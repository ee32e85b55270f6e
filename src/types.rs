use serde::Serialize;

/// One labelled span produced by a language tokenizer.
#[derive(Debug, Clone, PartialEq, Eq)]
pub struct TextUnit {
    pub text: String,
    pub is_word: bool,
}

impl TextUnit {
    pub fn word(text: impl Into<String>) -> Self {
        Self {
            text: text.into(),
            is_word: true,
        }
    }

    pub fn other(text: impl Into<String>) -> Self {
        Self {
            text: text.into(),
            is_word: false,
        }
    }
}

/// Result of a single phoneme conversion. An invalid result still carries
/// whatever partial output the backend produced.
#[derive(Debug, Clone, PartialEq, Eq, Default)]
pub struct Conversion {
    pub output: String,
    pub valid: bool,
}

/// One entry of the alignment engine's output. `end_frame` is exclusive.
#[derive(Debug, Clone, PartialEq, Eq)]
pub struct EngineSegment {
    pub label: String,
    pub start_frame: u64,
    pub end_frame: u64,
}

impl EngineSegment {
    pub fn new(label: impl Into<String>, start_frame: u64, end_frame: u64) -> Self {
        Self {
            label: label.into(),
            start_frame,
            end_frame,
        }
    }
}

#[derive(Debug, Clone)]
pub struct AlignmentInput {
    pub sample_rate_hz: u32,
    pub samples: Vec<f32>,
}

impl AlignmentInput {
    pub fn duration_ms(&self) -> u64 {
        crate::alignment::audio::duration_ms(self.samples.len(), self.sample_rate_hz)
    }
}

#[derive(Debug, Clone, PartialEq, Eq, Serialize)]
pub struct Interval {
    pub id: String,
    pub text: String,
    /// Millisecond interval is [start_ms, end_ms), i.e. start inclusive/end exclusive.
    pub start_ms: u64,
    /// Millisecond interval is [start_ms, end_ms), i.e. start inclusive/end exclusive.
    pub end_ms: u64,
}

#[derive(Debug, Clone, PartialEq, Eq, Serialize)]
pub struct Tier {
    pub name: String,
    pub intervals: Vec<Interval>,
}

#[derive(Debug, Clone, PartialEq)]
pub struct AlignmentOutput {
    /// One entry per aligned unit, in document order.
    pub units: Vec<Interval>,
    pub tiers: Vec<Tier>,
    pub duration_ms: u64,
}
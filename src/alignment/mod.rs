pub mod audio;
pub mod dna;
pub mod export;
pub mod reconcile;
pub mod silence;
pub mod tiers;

□ □ □

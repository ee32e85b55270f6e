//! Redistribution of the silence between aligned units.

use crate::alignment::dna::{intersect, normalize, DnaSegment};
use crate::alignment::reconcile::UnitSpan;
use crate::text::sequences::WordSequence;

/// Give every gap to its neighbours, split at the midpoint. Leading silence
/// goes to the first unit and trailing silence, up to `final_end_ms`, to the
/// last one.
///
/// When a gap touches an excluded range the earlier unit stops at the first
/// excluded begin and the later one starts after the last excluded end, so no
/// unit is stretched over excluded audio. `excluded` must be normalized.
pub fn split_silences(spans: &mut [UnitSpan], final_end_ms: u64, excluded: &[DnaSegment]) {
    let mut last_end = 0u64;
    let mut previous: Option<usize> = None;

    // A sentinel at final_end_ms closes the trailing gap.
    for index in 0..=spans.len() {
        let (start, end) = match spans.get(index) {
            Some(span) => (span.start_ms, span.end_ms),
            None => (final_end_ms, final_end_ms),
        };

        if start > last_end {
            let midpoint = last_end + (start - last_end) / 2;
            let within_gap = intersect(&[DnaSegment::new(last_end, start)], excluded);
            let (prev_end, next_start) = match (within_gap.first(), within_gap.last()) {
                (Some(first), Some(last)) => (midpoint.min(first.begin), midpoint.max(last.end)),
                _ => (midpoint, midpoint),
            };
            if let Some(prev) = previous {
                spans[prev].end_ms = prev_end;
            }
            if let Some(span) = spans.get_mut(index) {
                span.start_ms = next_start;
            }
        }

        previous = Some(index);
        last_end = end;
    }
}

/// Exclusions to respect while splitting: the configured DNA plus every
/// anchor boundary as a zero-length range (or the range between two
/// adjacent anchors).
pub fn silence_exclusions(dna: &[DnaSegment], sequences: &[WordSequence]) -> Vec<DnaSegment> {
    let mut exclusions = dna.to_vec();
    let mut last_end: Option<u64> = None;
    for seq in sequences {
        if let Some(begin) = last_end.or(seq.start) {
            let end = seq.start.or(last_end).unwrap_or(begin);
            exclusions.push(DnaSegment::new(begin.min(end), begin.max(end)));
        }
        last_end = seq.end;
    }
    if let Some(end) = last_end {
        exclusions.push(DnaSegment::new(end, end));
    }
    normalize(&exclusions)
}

□ □ □

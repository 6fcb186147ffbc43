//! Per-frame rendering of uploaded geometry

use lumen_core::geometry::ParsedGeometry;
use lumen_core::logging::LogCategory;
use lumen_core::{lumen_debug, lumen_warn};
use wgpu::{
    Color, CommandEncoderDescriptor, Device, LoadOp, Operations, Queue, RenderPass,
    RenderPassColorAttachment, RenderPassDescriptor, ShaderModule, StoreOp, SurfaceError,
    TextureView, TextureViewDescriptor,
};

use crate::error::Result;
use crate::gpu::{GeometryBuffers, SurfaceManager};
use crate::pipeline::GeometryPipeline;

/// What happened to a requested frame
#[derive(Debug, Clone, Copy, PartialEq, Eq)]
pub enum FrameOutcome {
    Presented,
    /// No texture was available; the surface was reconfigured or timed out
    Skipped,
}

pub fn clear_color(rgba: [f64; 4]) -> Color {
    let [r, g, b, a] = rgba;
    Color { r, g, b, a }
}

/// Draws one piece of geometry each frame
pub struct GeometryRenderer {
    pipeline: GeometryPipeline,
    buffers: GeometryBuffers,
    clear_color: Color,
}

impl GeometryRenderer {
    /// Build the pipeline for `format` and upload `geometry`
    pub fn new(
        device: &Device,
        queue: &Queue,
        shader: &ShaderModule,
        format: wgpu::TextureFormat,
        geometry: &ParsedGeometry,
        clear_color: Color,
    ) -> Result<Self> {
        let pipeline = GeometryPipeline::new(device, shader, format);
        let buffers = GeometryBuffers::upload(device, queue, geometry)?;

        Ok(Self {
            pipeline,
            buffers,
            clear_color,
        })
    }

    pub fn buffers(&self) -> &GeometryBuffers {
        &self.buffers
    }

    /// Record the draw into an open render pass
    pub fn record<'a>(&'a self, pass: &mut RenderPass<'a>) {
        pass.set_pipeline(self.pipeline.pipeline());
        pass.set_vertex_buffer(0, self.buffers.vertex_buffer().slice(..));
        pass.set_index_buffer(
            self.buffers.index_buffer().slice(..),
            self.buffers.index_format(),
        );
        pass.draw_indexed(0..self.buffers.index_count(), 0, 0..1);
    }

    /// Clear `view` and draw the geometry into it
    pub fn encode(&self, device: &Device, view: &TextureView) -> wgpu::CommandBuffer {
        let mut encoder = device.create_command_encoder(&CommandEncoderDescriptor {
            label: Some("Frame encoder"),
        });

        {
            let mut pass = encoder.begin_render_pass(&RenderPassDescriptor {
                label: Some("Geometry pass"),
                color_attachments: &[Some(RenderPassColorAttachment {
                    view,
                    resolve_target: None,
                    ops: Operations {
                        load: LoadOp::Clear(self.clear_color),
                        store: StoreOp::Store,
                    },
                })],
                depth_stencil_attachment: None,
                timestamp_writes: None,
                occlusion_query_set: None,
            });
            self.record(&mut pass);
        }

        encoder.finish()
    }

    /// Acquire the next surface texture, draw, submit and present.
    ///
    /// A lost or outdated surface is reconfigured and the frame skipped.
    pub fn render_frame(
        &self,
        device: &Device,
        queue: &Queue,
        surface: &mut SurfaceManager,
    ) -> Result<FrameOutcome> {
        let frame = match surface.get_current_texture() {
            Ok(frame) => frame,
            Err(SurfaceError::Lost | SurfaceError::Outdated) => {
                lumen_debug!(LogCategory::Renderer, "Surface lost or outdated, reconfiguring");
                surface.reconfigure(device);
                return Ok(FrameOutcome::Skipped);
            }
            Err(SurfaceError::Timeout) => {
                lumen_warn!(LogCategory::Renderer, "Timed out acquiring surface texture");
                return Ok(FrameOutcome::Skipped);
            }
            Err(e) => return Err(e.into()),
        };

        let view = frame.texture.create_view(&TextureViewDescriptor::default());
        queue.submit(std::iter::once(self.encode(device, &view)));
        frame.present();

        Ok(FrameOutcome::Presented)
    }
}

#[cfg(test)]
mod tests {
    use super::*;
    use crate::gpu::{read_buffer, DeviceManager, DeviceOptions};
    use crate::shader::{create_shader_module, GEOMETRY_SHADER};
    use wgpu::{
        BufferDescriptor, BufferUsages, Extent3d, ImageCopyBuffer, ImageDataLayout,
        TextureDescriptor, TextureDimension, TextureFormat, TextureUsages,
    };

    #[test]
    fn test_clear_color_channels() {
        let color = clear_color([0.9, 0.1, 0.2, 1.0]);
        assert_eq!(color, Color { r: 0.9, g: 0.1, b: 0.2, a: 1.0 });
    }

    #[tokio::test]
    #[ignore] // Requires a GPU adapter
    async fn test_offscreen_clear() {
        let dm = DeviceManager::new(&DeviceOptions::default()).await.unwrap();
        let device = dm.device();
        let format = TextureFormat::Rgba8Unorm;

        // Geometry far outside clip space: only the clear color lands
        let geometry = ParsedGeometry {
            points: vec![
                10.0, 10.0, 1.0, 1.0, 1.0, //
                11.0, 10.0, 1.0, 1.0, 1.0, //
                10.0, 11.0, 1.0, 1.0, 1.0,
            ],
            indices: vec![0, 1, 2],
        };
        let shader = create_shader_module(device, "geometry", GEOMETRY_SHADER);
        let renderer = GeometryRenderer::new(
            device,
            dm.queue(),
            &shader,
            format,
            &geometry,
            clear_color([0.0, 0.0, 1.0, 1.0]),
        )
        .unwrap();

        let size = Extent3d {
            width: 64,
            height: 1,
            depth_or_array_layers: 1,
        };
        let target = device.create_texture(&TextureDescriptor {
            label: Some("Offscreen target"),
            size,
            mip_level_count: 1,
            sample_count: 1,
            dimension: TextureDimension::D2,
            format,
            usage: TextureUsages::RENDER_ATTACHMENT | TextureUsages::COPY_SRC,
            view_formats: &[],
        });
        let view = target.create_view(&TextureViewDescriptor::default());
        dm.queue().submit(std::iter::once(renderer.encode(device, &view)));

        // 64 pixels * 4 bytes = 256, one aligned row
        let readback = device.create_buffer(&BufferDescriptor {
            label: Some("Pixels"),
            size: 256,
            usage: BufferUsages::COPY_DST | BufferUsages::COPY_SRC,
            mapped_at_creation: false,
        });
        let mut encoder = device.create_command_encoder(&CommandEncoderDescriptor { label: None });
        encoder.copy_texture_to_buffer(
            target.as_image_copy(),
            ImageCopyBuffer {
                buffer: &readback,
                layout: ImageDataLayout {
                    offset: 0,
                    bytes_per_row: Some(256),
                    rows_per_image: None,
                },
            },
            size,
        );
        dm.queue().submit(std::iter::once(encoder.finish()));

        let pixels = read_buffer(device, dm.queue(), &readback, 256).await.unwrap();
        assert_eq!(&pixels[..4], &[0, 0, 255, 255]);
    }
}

□ □ □

Problem to work on: In the listing, find all lines with the string "reconfigured" and copy them.

Result:
    /// No texture was available; the surface was reconfigured or timed out
    /// A lost or outdated surface is reconfigured and the frame skipped.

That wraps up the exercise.